What is needed: With no additions or omissions, print the listing that follows.

Records for processing:
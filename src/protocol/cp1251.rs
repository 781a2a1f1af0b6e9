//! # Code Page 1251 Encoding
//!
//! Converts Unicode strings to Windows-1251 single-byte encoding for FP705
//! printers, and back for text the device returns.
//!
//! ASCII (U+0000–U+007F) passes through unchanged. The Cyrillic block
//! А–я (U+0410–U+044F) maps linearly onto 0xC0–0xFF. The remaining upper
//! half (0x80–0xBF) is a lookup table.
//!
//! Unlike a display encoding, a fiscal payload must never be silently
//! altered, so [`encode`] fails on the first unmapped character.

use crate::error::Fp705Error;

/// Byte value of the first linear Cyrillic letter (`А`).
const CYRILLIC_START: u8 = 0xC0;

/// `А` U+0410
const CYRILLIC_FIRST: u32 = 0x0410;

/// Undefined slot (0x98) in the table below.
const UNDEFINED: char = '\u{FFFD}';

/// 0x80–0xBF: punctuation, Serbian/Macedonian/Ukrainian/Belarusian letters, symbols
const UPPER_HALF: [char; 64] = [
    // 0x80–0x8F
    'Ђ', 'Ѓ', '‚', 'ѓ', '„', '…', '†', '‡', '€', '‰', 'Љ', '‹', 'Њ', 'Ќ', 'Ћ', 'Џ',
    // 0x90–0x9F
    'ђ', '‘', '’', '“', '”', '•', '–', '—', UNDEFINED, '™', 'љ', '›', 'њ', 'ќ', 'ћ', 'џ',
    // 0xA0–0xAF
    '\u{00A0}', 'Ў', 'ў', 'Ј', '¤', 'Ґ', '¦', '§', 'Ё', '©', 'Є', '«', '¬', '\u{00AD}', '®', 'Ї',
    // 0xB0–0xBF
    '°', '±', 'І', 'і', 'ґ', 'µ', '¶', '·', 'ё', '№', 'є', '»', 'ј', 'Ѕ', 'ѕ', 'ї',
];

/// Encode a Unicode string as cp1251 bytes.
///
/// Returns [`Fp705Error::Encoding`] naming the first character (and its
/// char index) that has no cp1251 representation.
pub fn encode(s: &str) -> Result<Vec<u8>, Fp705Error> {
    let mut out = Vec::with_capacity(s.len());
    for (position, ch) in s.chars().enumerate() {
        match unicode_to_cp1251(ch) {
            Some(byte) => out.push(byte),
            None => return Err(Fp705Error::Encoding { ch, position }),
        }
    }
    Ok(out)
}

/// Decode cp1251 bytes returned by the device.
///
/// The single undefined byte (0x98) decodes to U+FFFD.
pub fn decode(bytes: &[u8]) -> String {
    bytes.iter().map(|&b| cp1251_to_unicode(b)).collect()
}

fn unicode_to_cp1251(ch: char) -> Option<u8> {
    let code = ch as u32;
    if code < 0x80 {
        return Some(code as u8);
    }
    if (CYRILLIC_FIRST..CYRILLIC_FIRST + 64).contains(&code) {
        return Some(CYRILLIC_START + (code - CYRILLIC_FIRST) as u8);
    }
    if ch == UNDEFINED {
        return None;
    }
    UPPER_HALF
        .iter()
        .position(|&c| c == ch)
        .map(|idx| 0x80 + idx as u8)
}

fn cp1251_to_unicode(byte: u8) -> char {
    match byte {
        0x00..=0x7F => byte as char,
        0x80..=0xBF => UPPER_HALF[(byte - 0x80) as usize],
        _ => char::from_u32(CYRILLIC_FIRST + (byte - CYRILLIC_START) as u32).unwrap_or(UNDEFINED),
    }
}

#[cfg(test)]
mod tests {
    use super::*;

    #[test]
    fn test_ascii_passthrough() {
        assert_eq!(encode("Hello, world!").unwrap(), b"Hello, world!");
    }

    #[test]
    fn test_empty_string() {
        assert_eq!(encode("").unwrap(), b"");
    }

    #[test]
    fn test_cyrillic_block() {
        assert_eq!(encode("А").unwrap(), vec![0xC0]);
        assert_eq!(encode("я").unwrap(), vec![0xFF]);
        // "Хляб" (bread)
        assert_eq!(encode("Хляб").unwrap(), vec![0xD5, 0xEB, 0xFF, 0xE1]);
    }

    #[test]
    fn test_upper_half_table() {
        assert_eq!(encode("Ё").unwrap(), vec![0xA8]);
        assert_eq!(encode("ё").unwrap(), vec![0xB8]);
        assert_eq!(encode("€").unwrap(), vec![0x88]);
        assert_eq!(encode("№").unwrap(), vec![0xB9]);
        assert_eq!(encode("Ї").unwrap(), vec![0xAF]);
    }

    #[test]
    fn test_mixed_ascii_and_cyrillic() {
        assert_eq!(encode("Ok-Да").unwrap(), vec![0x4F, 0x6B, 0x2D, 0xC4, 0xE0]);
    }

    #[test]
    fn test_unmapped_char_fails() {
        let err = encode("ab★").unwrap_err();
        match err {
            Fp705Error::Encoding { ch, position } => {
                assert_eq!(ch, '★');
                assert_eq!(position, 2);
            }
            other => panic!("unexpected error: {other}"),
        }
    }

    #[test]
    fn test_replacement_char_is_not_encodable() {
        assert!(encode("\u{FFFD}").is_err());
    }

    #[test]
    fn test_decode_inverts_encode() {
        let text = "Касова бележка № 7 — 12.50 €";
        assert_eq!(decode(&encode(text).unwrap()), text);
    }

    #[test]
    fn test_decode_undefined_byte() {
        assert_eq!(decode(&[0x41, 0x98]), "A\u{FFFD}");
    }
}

Answer to this task:
filename src/protocol/cp1251.rs
repository 781a2a1f1af0b6e9
//! # Code Page 1251 Encoding
//!
//! Converts Unicode strings to Windows-1251 single-byte encoding for FP705
//! printers, and back for text the device returns.
//!
//! ASCII (U+0000–U+007F) passes through unchanged. The Cyrillic block
//! А–я (U+0410–U+044F) maps linearly onto 0xC0–0xFF. The remaining upper
//! half (0x80–0xBF) is a lookup table.
//!
//! Unlike a display encoding, a fiscal payload must never be silently
//! altered, so [`encode`] fails on the first unmapped character.

use crate::error::Fp705Error;

/// Byte value of the first linear Cyrillic letter (`А`).
const CYRILLIC_START: u8 = 0xC0;

/// `А` U+0410
const CYRILLIC_FIRST: u32 = 0x0410;

/// Undefined slot (0x98) in the table below.
const UNDEFINED: char = '\u{FFFD}';

/// 0x80–0xBF: punctuation, Serbian/Macedonian/Ukrainian/Belarusian letters, symbols
const UPPER_HALF: [char; 64] = [
    // 0x80–0x8F
    'Ђ', 'Ѓ', '‚', 'ѓ', '„', '…', '†', '‡', '€', '‰', 'Љ', '‹', 'Њ', 'Ќ', 'Ћ', 'Џ',
    // 0x90–0x9F
    'ђ', '‘', '’', '“', '”', '•', '–', '—', UNDEFINED, '™', 'љ', '›', 'њ', 'ќ', 'ћ', 'џ',
    // 0xA0–0xAF
    '\u{00A0}', 'Ў', 'ў', 'Ј', '¤', 'Ґ', '¦', '§', 'Ё', '©', 'Є', '«', '¬', '\u{00AD}', '®', 'Ї',
    // 0xB0–0xBF
    '°', '±', 'І', 'і', 'ґ', 'µ', '¶', '·', 'ё', '№', 'є', '»', 'ј', 'Ѕ', 'ѕ', 'ї',
];

/// Encode a Unicode string as cp1251 bytes.
///
/// Returns [`Fp705Error::Encoding`] naming the first character (and its
/// char index) that has no cp1251 representation.
pub fn encode(s: &str) -> Result<Vec<u8>, Fp705Error> {
    let mut out = Vec::with_capacity(s.len());
    for (position, ch) in s.chars().enumerate() {
        match unicode_to_cp1251(ch) {
            Some(byte) => out.push(byte),
            None => return Err(Fp705Error::Encoding { ch, position }),
        }
    }
    Ok(out)
}

/// Decode cp1251 bytes returned by the device.
///
/// The single undefined byte (0x98) decodes to U+FFFD.
pub fn decode(bytes: &[u8]) -> String {
    bytes.iter().map(|&b| cp1251_to_unicode(b)).collect()
}

fn unicode_to_cp1251(ch: char) -> Option<u8> {
    let code = ch as u32;
    if code < 0x80 {
        return Some(code as u8);
    }
    if (CYRILLIC_FIRST..CYRILLIC_FIRST + 64).contains(&code) {
        return Some(CYRILLIC_START + (code - CYRILLIC_FIRST) as u8);
    }
    if ch == UNDEFINED {
        return None;
    }
    UPPER_HALF
        .iter()
        .position(|&c| c == ch)
        .map(|idx| 0x80 + idx as u8)
}

fn cp1251_to_unicode(byte: u8) -> char {
    match byte {
        0x00..=0x7F => byte as char,
        0x80..=0xBF => UPPER_HALF[(byte - 0x80) as usize],
        _ => char::from_u32(CYRILLIC_FIRST + (byte - CYRILLIC_START) as u32).unwrap_or(UNDEFINED),
    }
}

#[cfg(test)]
mod tests {
    use super::*;

    #[test]
    fn test_ascii_passthrough() {
        assert_eq!(encode("Hello, world!").unwrap(), b"Hello, world!");
    }

    #[test]
    fn test_empty_string() {
        assert_eq!(encode("").unwrap(), b"");
    }

    #[test]
    fn test_cyrillic_block() {
        assert_eq!(encode("А").unwrap(), vec![0xC0]);
        assert_eq!(encode("я").unwrap(), vec![0xFF]);
        // "Хляб" (bread)
        assert_eq!(encode("Хляб").unwrap(), vec![0xD5, 0xEB, 0xFF, 0xE1]);
    }

    #[test]
    fn test_upper_half_table() {
        assert_eq!(encode("Ё").unwrap(), vec![0xA8]);
        assert_eq!(encode("ё").unwrap(), vec![0xB8]);
        assert_eq!(encode("€").unwrap(), vec![0x88]);
        assert_eq!(encode("№").unwrap(), vec![0xB9]);
        assert_eq!(encode("Ї").unwrap(), vec![0xAF]);
    }

    #[test]
    fn test_mixed_ascii_and_cyrillic() {
        assert_eq!(encode("Ok-Да").unwrap(), vec![0x4F, 0x6B, 0x2D, 0xC4, 0xE0]);
    }

    #[test]
    fn test_unmapped_char_fails() {
        let err = encode("ab★").unwrap_err();
        match err {
            Fp705Error::Encoding { ch, position } => {
                assert_eq!(ch, '★');
                assert_eq!(position, 2);
            }
            other => panic!("unexpected error: {other}"),
        }
    }

    #[test]
    fn test_replacement_char_is_not_encodable() {
        assert!(encode("\u{FFFD}").is_err());
    }

    #[test]
    fn test_decode_inverts_encode() {
        let text = "Касова бележка № 7 — 12.50 €";
        assert_eq!(decode(&encode(text).unwrap()), text);
    }

    #[test]
    fn test_decode_undefined_byte() {
        assert_eq!(decode(&[0x41, 0x98]), "A\u{FFFD}");
    }
}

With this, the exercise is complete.